Q&A with Ashley Hess
“A lot of us are writing our own music and then coming together and some people will chip in and write on each other’s songs if they’re not finished.“Ashley Hess is a singer/songwriter and a member of The King Will Come, a worship collective composed of writers, artists, composers and other creatives.
PEER: How did you come to know Jesus?
ASHLEY HESS: I grew up in a very spiritual and religious household, so I was always taught about Jesus, and that’s just something that I was just very familiar with from a young age. I’m really grateful for that foundation, but I don’t think it was until I was in my early 20s and I was out on my own figuring out life, that I really came to develop my own real and honest relationship with Jesus. I really started to believe in Him and believe Him for myself, rather than just because it was something that my family believed, and something that I had been taught my whole life. I really put the time and effort into figuring out that relationship for myself.
P: Tell me about yourself and the group, The King Will Come.
AH: I’m a singer-songwriter. I have always loved music, but I didn’t always grow up doing music. I grew up in California and after high school I moved to Utah thinking I had my whole life planned out, like going to college. Music was always something I loved, but it wasn’t something I thought I could pursue seriously and be successful at. I was a little wary about the lifestyle and how to support myself and honestly realistically, if that was a responsible decision to make. But it’s always something that I kept coming back to.
I really started to pursue it (music), like in my mid 20s. I moved to Nashville. I lived there for two years. I now live in New York, and I’ve been pursuing it for a while, but I have my own music.
There’s always something more that I wanted in music. Music is something that helps me connect with God more than almost anything else. I had written this music about my relationship with God and my journey and building that relationship with God, and I had just been having conversations with a lot of my friends that were also artists that had done the same thing; they were releasing their own music that was considered secular, and not really in the Christian space, but we all had this music that we had written about our journey with God. Because that’s a part of who we are and as creatives, you write about everything that you’re feeling and going through and inspired by.
We just got together and started sharing this music that we had written, and at the time this was like a year into the pandemic and into the whole crazy COVID time period that just feels kind of like a blur. I was listening to this podcast I remember during the pandemic and somebody referred to COVID as a “divine timeout,” and I really loved that because I think that kind of put the whole world on pause and we all were in the same boat for a minute.
Live music stopped, performances stopped gathering. We all were so isolated, so I think it gave us all a chance to look in and for me, it gave me a chance to look in and look up and like really figure out like, “Whoa, like what am I doing with my life? What am I becoming? What’s important to me?” And it just kind of made me reset. I had had a lot of conversations with friends at that time, specifically who were leaving religion and were trying to find their way but still believed in God but didn’t really know what their place was, to believe in God without having it attached to a religion, or a community or an organization.

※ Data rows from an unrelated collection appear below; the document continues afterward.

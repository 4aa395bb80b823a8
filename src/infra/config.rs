//! Configuration loading from TOML files
//!
//! Config file is selected via:
//! 1. --config <path> command line argument
//! 2. CONFIG_FILE environment variable
//! 3. Default: config/dev.toml
//!
//! Every key has a default, so a partial file (or no file at all) is valid.

use crate::domain::venue::DEFAULT_MAX_CAPACITY;
use crate::services::calibrator::DEFAULT_FRAME_THRESHOLD;
use crate::services::crossing_engine::DEFAULT_STALE_AFTER_FRAMES;
use crate::services::occupancy_logger::DEFAULT_LOG_INTERVAL;
use anyhow::Context;
use serde::Deserialize;
use std::env;
use std::fs;
use std::path::Path;
use tracing::warn;

/// Environment variable naming the config file when `--config` is absent
pub const CONFIG_FILE_ENV: &str = "CONFIG_FILE";

pub const DEFAULT_CONFIG_PATH: &str = "config/dev.toml";

fn pick_config_path(cli: Option<&str>, env_path: Option<String>) -> String {
    if let Some(path) = cli {
        return path.to_string();
    }
    match env_path {
        Some(path) if !path.is_empty() => path,
        _ => DEFAULT_CONFIG_PATH.to_string(),
    }
}

#[derive(Debug, Clone, Deserialize)]
pub struct VenueConfig {
    /// Exact `venue_name` of the record to log into
    #[serde(default = "default_venue_name")]
    pub name: String,
    /// Path to the venue record store (JSON)
    #[serde(default = "default_store_path")]
    pub store_path: String,
    /// Capacity used when the venue is missing from the store
    #[serde(default = "default_max_capacity")]
    pub default_max_capacity: i64,
    /// Occupancy at startup; counting starts from this baseline
    #[serde(default)]
    pub initial_occupancy: i64,
}

impl Default for VenueConfig {
    fn default() -> Self {
        Self {
            name: default_venue_name(),
            store_path: default_store_path(),
            default_max_capacity: default_max_capacity(),
            initial_occupancy: 0,
        }
    }
}

fn default_venue_name() -> String {
    "venue".to_string()
}

fn default_store_path() -> String {
    "data.json".to_string()
}

fn default_max_capacity() -> i64 {
    DEFAULT_MAX_CAPACITY
}

#[derive(Debug, Clone, Deserialize)]
pub struct CalibrationConfig {
    /// Frames observed before the door line is inferred
    #[serde(default = "default_frame_threshold")]
    pub frame_threshold: u64,
    /// Frame size, used for the midpoint fallback
    #[serde(default = "default_frame_width")]
    pub frame_width: u32,
    #[serde(default = "default_frame_height")]
    pub frame_height: u32,
}

impl Default for CalibrationConfig {
    fn default() -> Self {
        Self {
            frame_threshold: default_frame_threshold(),
            frame_width: default_frame_width(),
            frame_height: default_frame_height(),
        }
    }
}

fn default_frame_threshold() -> u64 {
    DEFAULT_FRAME_THRESHOLD
}

fn default_frame_width() -> u32 {
    1280
}

fn default_frame_height() -> u32 {
    720
}

#[derive(Debug, Clone, Deserialize)]
pub struct OccupancyLogConfig {
    #[serde(default = "default_log_interval_secs")]
    pub interval_secs: u64,
}

impl Default for OccupancyLogConfig {
    fn default() -> Self {
        Self { interval_secs: default_log_interval_secs() }
    }
}

fn default_log_interval_secs() -> u64 {
    DEFAULT_LOG_INTERVAL.as_secs()
}

#[derive(Debug, Clone, Deserialize)]
pub struct TracksConfig {
    /// Frames without a sighting before a track is forgotten (0 = never)
    #[serde(default = "default_stale_after_frames")]
    pub stale_after_frames: u64,
}

impl Default for TracksConfig {
    fn default() -> Self {
        Self { stale_after_frames: default_stale_after_frames() }
    }
}

fn default_stale_after_frames() -> u64 {
    DEFAULT_STALE_AFTER_FRAMES
}

#[derive(Debug, Clone, Deserialize)]
pub struct MetricsConfig {
    #[serde(default = "default_metrics_interval_secs")]
    pub interval_secs: u64,
}

impl Default for MetricsConfig {
    fn default() -> Self {
        Self { interval_secs: default_metrics_interval_secs() }
    }
}

fn default_metrics_interval_secs() -> u64 {
    10
}

#[derive(Debug, Clone, Deserialize, Default)]
pub struct EgressConfig {
    /// JSONL journal of crossing events (empty to disable)
    #[serde(default)]
    pub crossings_file: String,
}

#[derive(Debug, Clone, Deserialize, Default)]
pub struct TomlConfig {
    #[serde(default)]
    pub venue: VenueConfig,
    #[serde(default)]
    pub calibration: CalibrationConfig,
    #[serde(default)]
    pub occupancy_log: OccupancyLogConfig,
    #[serde(default)]
    pub tracks: TracksConfig,
    #[serde(default)]
    pub metrics: MetricsConfig,
    #[serde(default)]
    pub egress: EgressConfig,
}

/// Main configuration struct used throughout the application
#[derive(Debug, Clone)]
pub struct Config {
    venue_name: String,
    store_path: String,
    default_max_capacity: i64,
    initial_occupancy: i64,
    calibration_frame_threshold: u64,
    frame_width: u32,
    frame_height: u32,
    log_interval_secs: u64,
    stale_after_frames: u64,
    metrics_interval_secs: u64,
    crossings_file: Option<String>,
    config_file: String,
}

impl Default for Config {
    fn default() -> Self {
        Self::from_toml(TomlConfig::default(), "default".to_string())
    }
}

impl Config {
    fn from_toml(toml_config: TomlConfig, config_file: String) -> Self {
        let crossings_file = Some(toml_config.egress.crossings_file).filter(|f| !f.is_empty());

        Self {
            venue_name: toml_config.venue.name,
            store_path: toml_config.venue.store_path,
            default_max_capacity: toml_config.venue.default_max_capacity,
            initial_occupancy: toml_config.venue.initial_occupancy,
            calibration_frame_threshold: toml_config.calibration.frame_threshold,
            frame_width: toml_config.calibration.frame_width,
            frame_height: toml_config.calibration.frame_height,
            log_interval_secs: toml_config.occupancy_log.interval_secs,
            stale_after_frames: toml_config.tracks.stale_after_frames,
            metrics_interval_secs: toml_config.metrics.interval_secs,
            crossings_file,
            config_file,
        }
    }

    /// Determine config file path from the `--config` value or environment
    pub fn resolve_config_path(cli: Option<&str>) -> String {
        pick_config_path(cli, env::var(CONFIG_FILE_ENV).ok())
    }

    /// Parse configuration from TOML text
    pub fn from_toml_str(content: &str, config_file: &str) -> anyhow::Result<Self> {
        let toml_config: TomlConfig = toml::from_str(content)
            .with_context(|| format!("Failed to parse config file {}", config_file))?;
        Ok(Self::from_toml(toml_config, config_file.to_string()))
    }

    /// Load configuration from a TOML file
    pub fn from_file<P: AsRef<Path>>(path: P) -> anyhow::Result<Self> {
        let path = path.as_ref();
        let content = fs::read_to_string(path)
            .with_context(|| format!("Failed to read config file {}", path.display()))?;

        Self::from_toml_str(&content, &path.display().to_string())
    }

    /// Load configuration from a path, falling back to defaults on any error
    pub fn load_from_path<P: AsRef<Path>>(path: P) -> Self {
        match Self::from_file(path) {
            Ok(config) => config,
            Err(e) => {
                warn!(error = %format!("{:#}", e), "config_load_failed_using_defaults");
                Self::default()
            }
        }
    }

    /// Load configuration - tries TOML file first, falls back to defaults
    pub fn load(cli: Option<&str>) -> Self {
        Self::load_from_path(Self::resolve_config_path(cli))
    }

    // Getters for all config fields
    pub fn venue_name(&self) -> &str {
        &self.venue_name
    }

    pub fn store_path(&self) -> &str {
        &self.store_path
    }

    pub fn default_max_capacity(&self) -> i64 {
        self.default_max_capacity
    }

    pub fn initial_occupancy(&self) -> i64 {
        self.initial_occupancy
    }

    pub fn calibration_frame_threshold(&self) -> u64 {
        self.calibration_frame_threshold
    }

    pub fn frame_width(&self) -> u32 {
        self.frame_width
    }

    pub fn frame_height(&self) -> u32 {
        self.frame_height
    }

    pub fn log_interval_secs(&self) -> u64 {
        self.log_interval_secs
    }

    pub fn stale_after_frames(&self) -> u64 {
        self.stale_after_frames
    }

    pub fn metrics_interval_secs(&self) -> u64 {
        self.metrics_interval_secs
    }

    pub fn crossings_file(&self) -> Option<&str> {
        self.crossings_file.as_deref()
    }

    pub fn config_file(&self) -> &str {
        &self.config_file
    }

    /// Builder method for tests to point at a venue store
    pub fn with_store(mut self, store_path: &str, venue_name: &str) -> Self {
        self.store_path = store_path.to_string();
        self.venue_name = venue_name.to_string();
        self
    }

    /// Builder method for tests to set the calibration window
    pub fn with_calibration_frames(mut self, frames: u64) -> Self {
        self.calibration_frame_threshold = frames;
        self
    }

    /// Builder method for tests to set the starting occupancy
    pub fn with_initial_occupancy(mut self, occupancy: i64) -> Self {
        self.initial_occupancy = occupancy;
        self
    }

    /// Builder method for tests to set the staleness window
    pub fn with_stale_after_frames(mut self, frames: u64) -> Self {
        self.stale_after_frames = frames;
        self
    }
}

#[cfg(test)]
mod tests {
    use super::*;

    #[test]
    fn test_default_config() {
        let config = Config::default();
        assert_eq!(config.calibration_frame_threshold(), 60);
        assert_eq!(config.log_interval_secs(), 120);
        assert_eq!(config.default_max_capacity(), 80);
        assert_eq!(config.initial_occupancy(), 0);
        assert_eq!(config.stale_after_frames(), 300);
        assert_eq!(config.frame_width(), 1280);
        assert_eq!(config.frame_height(), 720);
        assert!(config.crossings_file().is_none());
        assert_eq!(config.config_file(), "default");
    }

    #[test]
    fn test_partial_file_keeps_defaults() {
        let config = Config::from_toml_str(
            r#"
[venue]
name = "NİLBEL 29 Ekim Kafe"
initial_occupancy = 47

[calibration]
frame_threshold = 90
"#,
            "inline.toml",
        )
        .unwrap();

        assert_eq!(config.venue_name(), "NİLBEL 29 Ekim Kafe");
        assert_eq!(config.initial_occupancy(), 47);
        assert_eq!(config.calibration_frame_threshold(), 90);
        assert_eq!(config.frame_height(), 720);
        assert_eq!(config.log_interval_secs(), 120);
        assert_eq!(config.store_path(), "data.json");
    }

    #[test]
    fn test_empty_crossings_file_disables_journal() {
        let config = Config::from_toml_str("[egress]\ncrossings_file = \"\"\n", "x").unwrap();
        assert!(config.crossings_file().is_none());

        let config =
            Config::from_toml_str("[egress]\ncrossings_file = \"out/c.jsonl\"\n", "x").unwrap();
        assert_eq!(config.crossings_file(), Some("out/c.jsonl"));
    }

    #[test]
    fn test_invalid_toml_is_error() {
        assert!(Config::from_toml_str("[venue\nname=", "bad.toml").is_err());
    }

    #[test]
    fn test_config_path_flag_wins_over_env() {
        let path = pick_config_path(Some("config/kafe.toml"), Some("config/env.toml".to_string()));
        assert_eq!(path, "config/kafe.toml");
    }

    #[test]
    fn test_config_path_from_env_without_flag() {
        let path = pick_config_path(None, Some("/etc/occupancy/site.toml".to_string()));
        assert_eq!(path, "/etc/occupancy/site.toml");
    }

    #[test]
    fn test_config_path_default() {
        assert_eq!(pick_config_path(None, None), DEFAULT_CONFIG_PATH);
        // An empty variable counts as unset
        assert_eq!(pick_config_path(None, Some(String::new())), DEFAULT_CONFIG_PATH);
    }
}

My friends and I got together and started sharing this music about our experiences and inspired by the experiences of other people we had been talking to. There were about like 30 of us in this room sharing music. It was such a beautiful experience and we just thought, “Wow, this has been so powerful for us. We want to share this.” And so, we decided to just put on an event and invite anyone and make it open to the public. We posted about it on our own Instagram accounts and social media a couple days before the event.

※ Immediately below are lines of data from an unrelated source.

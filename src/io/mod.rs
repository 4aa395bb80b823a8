//! IO modules - external system interfaces
//!
//! This module contains all external IO operations:
//! - `detection_feed` - JSON Lines detection feed from a file or stdin
//! - `venue_store` - JSON venue record store (read-full / write-full)
//! - `egress` - Crossing journal output to file (JSONL format)

pub mod detection_feed;
pub mod egress;
pub mod venue_store;

// Re-export commonly used types
pub use detection_feed::{open_source, run_feed_reader};
pub use venue_store::{StoreError, VenueStore};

We did it in the back of one of our friend’s yards; she has a clothing store and it (the event) was in the back of her warehouse. We called it Warehouse Worship because we’re like, you don’t have to believe a certain thing. You don’t have to have gone to church your whole life. You could have never gone to church. You could be believing in God your whole life or kind of figuring out where you’re at with that. We just want anyone to come that wants to connect with God, connect with the community and connect with themselves, and we basically did what we did in the in initial kind of meeting at our friend’s house just playing that music, and just played it for the people that came.
We ended up having over 150 people and we were like, “This is crazy. Clearly there’s a hunger for this.” Then we started doing that every month and it went from 150 to 300 to 400 to 500 to 700, and we were like, “Whoa, this is clearly there’s a need for this.” What started as Warehouse Worship that started accidentally—because it was something that we wanted—turned into what is now The King Will Come, which is a collective of believers that are just seeking a relationship with God. We come from all different backgrounds, from different faiths, different denominations, different places in the world, but it’s been really beautiful to have this community of people who are honestly just seeking relationship with God, so it’s been such a huge blessing in my life that was not on my radar at all. I’m really grateful that God had a bigger and a better plan.
P: What is the origin story of the group? How did it start?
AH: That’s when it started, but it’s evolved so much even since then in the short like two and a half years that it kind of initially began just from the pandemic.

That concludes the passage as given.